----- Records to process -----

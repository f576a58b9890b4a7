pub mod config;
pub mod info;
pub mod tokenizer;
pub mod tokenizers;

pub use config::{SpecialTokenEntry, TokenizerConfig};
pub use info::{SpecialToken, TokenizerInfo};
pub use tokenizer::Tokenizer;
pub use crate::tokenizers::bert::{BertTokenizer, BertTokenizerBuilder};
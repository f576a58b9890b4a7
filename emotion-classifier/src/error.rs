use backtrace::Backtrace;
use std::fmt;

/// An error coming from one of the libraries the workspace builds on, together with the backtrace
/// of the place where it was converted.
#[derive(Debug)]
pub struct ExternalError {
    source: Box<dyn std::error::Error + Send + Sync>,
    backtrace: Backtrace,
}

impl ExternalError {
    pub fn backtrace(&self) -> &Backtrace {
        &self.backtrace
    }
}

impl fmt::Display for ExternalError {
    fn fmt(&self, f: &mut fmt::Formatter<'_>) -> fmt::Result {
        self.source.fmt(f)
    }
}

impl std::error::Error for ExternalError {
    fn source(&self) -> Option<&(dyn std::error::Error + 'static)> {
        Some(self.source.as_ref())
    }
}

#[derive(thiserror::Error, Debug)]
pub enum Error {
    // Resolving and instantiating the model
    #[error("repository `{0}` does not exist or cannot be reached")]
    RepositoryNotFound(String),

    #[error("the repository has no `config.json`")]
    MissingModelConfig,

    #[error("the repository has neither safetensors nor PyTorch weights")]
    ModelWeightsNotFound,

    #[error("the model predicts {found} labels but {expected} labels were given")]
    LabelCountMismatch { expected: usize, found: usize },

    #[error("cannot load the model: {0}")]
    ModelLoad(String),

    // Tokenizer
    #[error("cannot build the tokenizer: {0}")]
    TokenizerBuildError(String),

    #[error("special token `{0}` is not part of the vocabulary")]
    MissingSpecialToken(String),

    #[error("cannot encode the text: {0}")]
    TokenizerEncodingError(String),

    // Running the model
    #[error("device `{0}` is not available")]
    DeviceNotAvailable(String),

    #[error("inference failed: {0}")]
    Inference(String),

    #[error("{0}")]
    Msg(String),

    #[error(transparent)]
    External(#[from] ExternalError),
}

impl Error {
    pub fn external(e: impl std::error::Error + Send + Sync + 'static) -> Self {
        Error::External(ExternalError {
            source: Box::new(e),
            backtrace: Backtrace::new(),
        })
    }

    pub fn msg<T: fmt::Display>(msg: T) -> Self {
        Error::Msg(msg.to_string())
    }

    /// Whether the error means the model could not be resolved, downloaded or instantiated.
    pub fn is_model_load(&self) -> bool {
        matches!(
            self,
            Error::RepositoryNotFound(_)
                | Error::MissingModelConfig
                | Error::ModelWeightsNotFound
                | Error::LabelCountMismatch { .. }
                | Error::ModelLoad(_)
        )
    }

    /// Turns any error raised while loading a model into a model load error, keeping the ones
    /// that already are.
    pub fn into_model_load(self) -> Self {
        if self.is_model_load() {
            self
        } else {
            Error::ModelLoad(self.to_string())
        }
    }
}

macro_rules! impl_from_external {
    ($($error:ty),* $(,)?) => {
        $(
            impl From<$error> for Error {
                fn from(e: $error) -> Self {
                    Error::external(e)
                }
            }
        )*
    };
}

impl_from_external!(candle_core::Error, serde_json::Error, std::io::Error);

/// A type alias for `Result<T, Error>` for the `emotion-classifier` crates.
pub type Result<T> = std::result::Result<T, Error>;

#[cfg(test)]
mod tests {
    use super::*;

    #[test]
    fn test_label_count_mismatch_message() {
        let err = Error::LabelCountMismatch {
            expected: 8,
            found: 6,
        };
        assert!(err.is_model_load());
        assert_eq!(
            err.to_string(),
            "the model predicts 6 labels but 8 labels were given"
        );
    }

    #[test]
    fn test_into_model_load() {
        let err = Error::TokenizerBuildError("no `vocab.txt`".to_string()).into_model_load();
        match err {
            Error::ModelLoad(msg) => assert_eq!(msg, "cannot build the tokenizer: no `vocab.txt`"),
            other => panic!("unexpected error: {other}"),
        }

        let io = std::io::Error::new(std::io::ErrorKind::Other, "connection reset");
        assert!(matches!(
            Error::from(io).into_model_load(),
            Error::ModelLoad(msg) if msg == "connection reset"
        ));

        assert!(matches!(
            Error::MissingModelConfig.into_model_load(),
            Error::MissingModelConfig
        ));
    }

    #[test]
    fn test_encoding_error_is_not_model_load() {
        let err = Error::TokenizerEncodingError("bad input".to_string());
        assert!(!err.is_model_load());
    }

    #[test]
    fn test_external_error_keeps_source() {
        let io = std::io::Error::new(std::io::ErrorKind::NotFound, "config.json");
        let err = Error::from(io);
        assert_eq!(err.to_string(), "config.json");
        assert!(std::error::Error::source(&err).is_some());
    }
}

-----

§ Task
Output all of the entries without altering a single word.

§ Finished task
repository f576a58b9890b4a7
pub mod config;
pub mod info;
pub mod tokenizer;
pub mod tokenizers;

pub use config::{SpecialTokenEntry, TokenizerConfig};
pub use info::{SpecialToken, TokenizerInfo};
pub use tokenizer::Tokenizer;
pub use crate::tokenizers::bert::{BertTokenizer, BertTokenizerBuilder};
repository f576a58b9890b4a7
filename emotion-classifier/src/error.rs
use backtrace::Backtrace;
use std::fmt;

/// An error coming from one of the libraries the workspace builds on, together with the backtrace
/// of the place where it was converted.
#[derive(Debug)]
pub struct ExternalError {
    source: Box<dyn std::error::Error + Send + Sync>,
    backtrace: Backtrace,
}

impl ExternalError {
    pub fn backtrace(&self) -> &Backtrace {
        &self.backtrace
    }
}

impl fmt::Display for ExternalError {
    fn fmt(&self, f: &mut fmt::Formatter<'_>) -> fmt::Result {
        self.source.fmt(f)
    }
}

impl std::error::Error for ExternalError {
    fn source(&self) -> Option<&(dyn std::error::Error + 'static)> {
        Some(self.source.as_ref())
    }
}

#[derive(thiserror::Error, Debug)]
pub enum Error {
    // Resolving and instantiating the model
    #[error("repository `{0}` does not exist or cannot be reached")]
    RepositoryNotFound(String),

    #[error("the repository has no `config.json`")]
    MissingModelConfig,

    #[error("the repository has neither safetensors nor PyTorch weights")]
    ModelWeightsNotFound,

    #[error("the model predicts {found} labels but {expected} labels were given")]
    LabelCountMismatch { expected: usize, found: usize },

    #[error("cannot load the model: {0}")]
    ModelLoad(String),

    // Tokenizer
    #[error("cannot build the tokenizer: {0}")]
    TokenizerBuildError(String),

    #[error("special token `{0}` is not part of the vocabulary")]
    MissingSpecialToken(String),

    #[error("cannot encode the text: {0}")]
    TokenizerEncodingError(String),

    // Running the model
    #[error("device `{0}` is not available")]
    DeviceNotAvailable(String),

    #[error("inference failed: {0}")]
    Inference(String),

    #[error("{0}")]
    Msg(String),

    #[error(transparent)]
    External(#[from] ExternalError),
}

impl Error {
    pub fn external(e: impl std::error::Error + Send + Sync + 'static) -> Self {
        Error::External(ExternalError {
            source: Box::new(e),
            backtrace: Backtrace::new(),
        })
    }

    pub fn msg<T: fmt::Display>(msg: T) -> Self {
        Error::Msg(msg.to_string())
    }

    /// Whether the error means the model could not be resolved, downloaded or instantiated.
    pub fn is_model_load(&self) -> bool {
        matches!(
            self,
            Error::RepositoryNotFound(_)
                | Error::MissingModelConfig
                | Error::ModelWeightsNotFound
                | Error::LabelCountMismatch { .. }
                | Error::ModelLoad(_)
        )
    }

    /// Turns any error raised while loading a model into a model load error, keeping the ones
    /// that already are.
    pub fn into_model_load(self) -> Self {
        if self.is_model_load() {
            self
        } else {
            Error::ModelLoad(self.to_string())
        }
    }
}

macro_rules! impl_from_external {
    ($($error:ty),* $(,)?) => {
        $(
            impl From<$error> for Error {
                fn from(e: $error) -> Self {
                    Error::external(e)
                }
            }
        )*
    };
}

impl_from_external!(candle_core::Error, serde_json::Error, std::io::Error);

/// A type alias for `Result<T, Error>` for the `emotion-classifier` crates.
pub type Result<T> = std::result::Result<T, Error>;

#[cfg(test)]
mod tests {
    use super::*;

    #[test]
    fn test_label_count_mismatch_message() {
        let err = Error::LabelCountMismatch {
            expected: 8,
            found: 6,
        };
        assert!(err.is_model_load());
        assert_eq!(
            err.to_string(),
            "the model predicts 6 labels but 8 labels were given"
        );
    }

    #[test]
    fn test_into_model_load() {
        let err = Error::TokenizerBuildError("no `vocab.txt`".to_string()).into_model_load();
        match err {
            Error::ModelLoad(msg) => assert_eq!(msg, "cannot build the tokenizer: no `vocab.txt`"),
            other => panic!("unexpected error: {other}"),
        }

        let io = std::io::Error::new(std::io::ErrorKind::Other, "connection reset");
        assert!(matches!(
            Error::from(io).into_model_load(),
            Error::ModelLoad(msg) if msg == "connection reset"
        ));

        assert!(matches!(
            Error::MissingModelConfig.into_model_load(),
            Error::MissingModelConfig
        ));
    }

    #[test]
    fn test_encoding_error_is_not_model_load() {
        let err = Error::TokenizerEncodingError("bad input".to_string());
        assert!(!err.is_model_load());
    }

    #[test]
    fn test_external_error_keeps_source() {
        let io = std::io::Error::new(std::io::ErrorKind::NotFound, "config.json");
        let err = Error::from(io);
        assert_eq!(err.to_string(), "config.json");
        assert!(std::error::Error::source(&err).is_some());
    }
}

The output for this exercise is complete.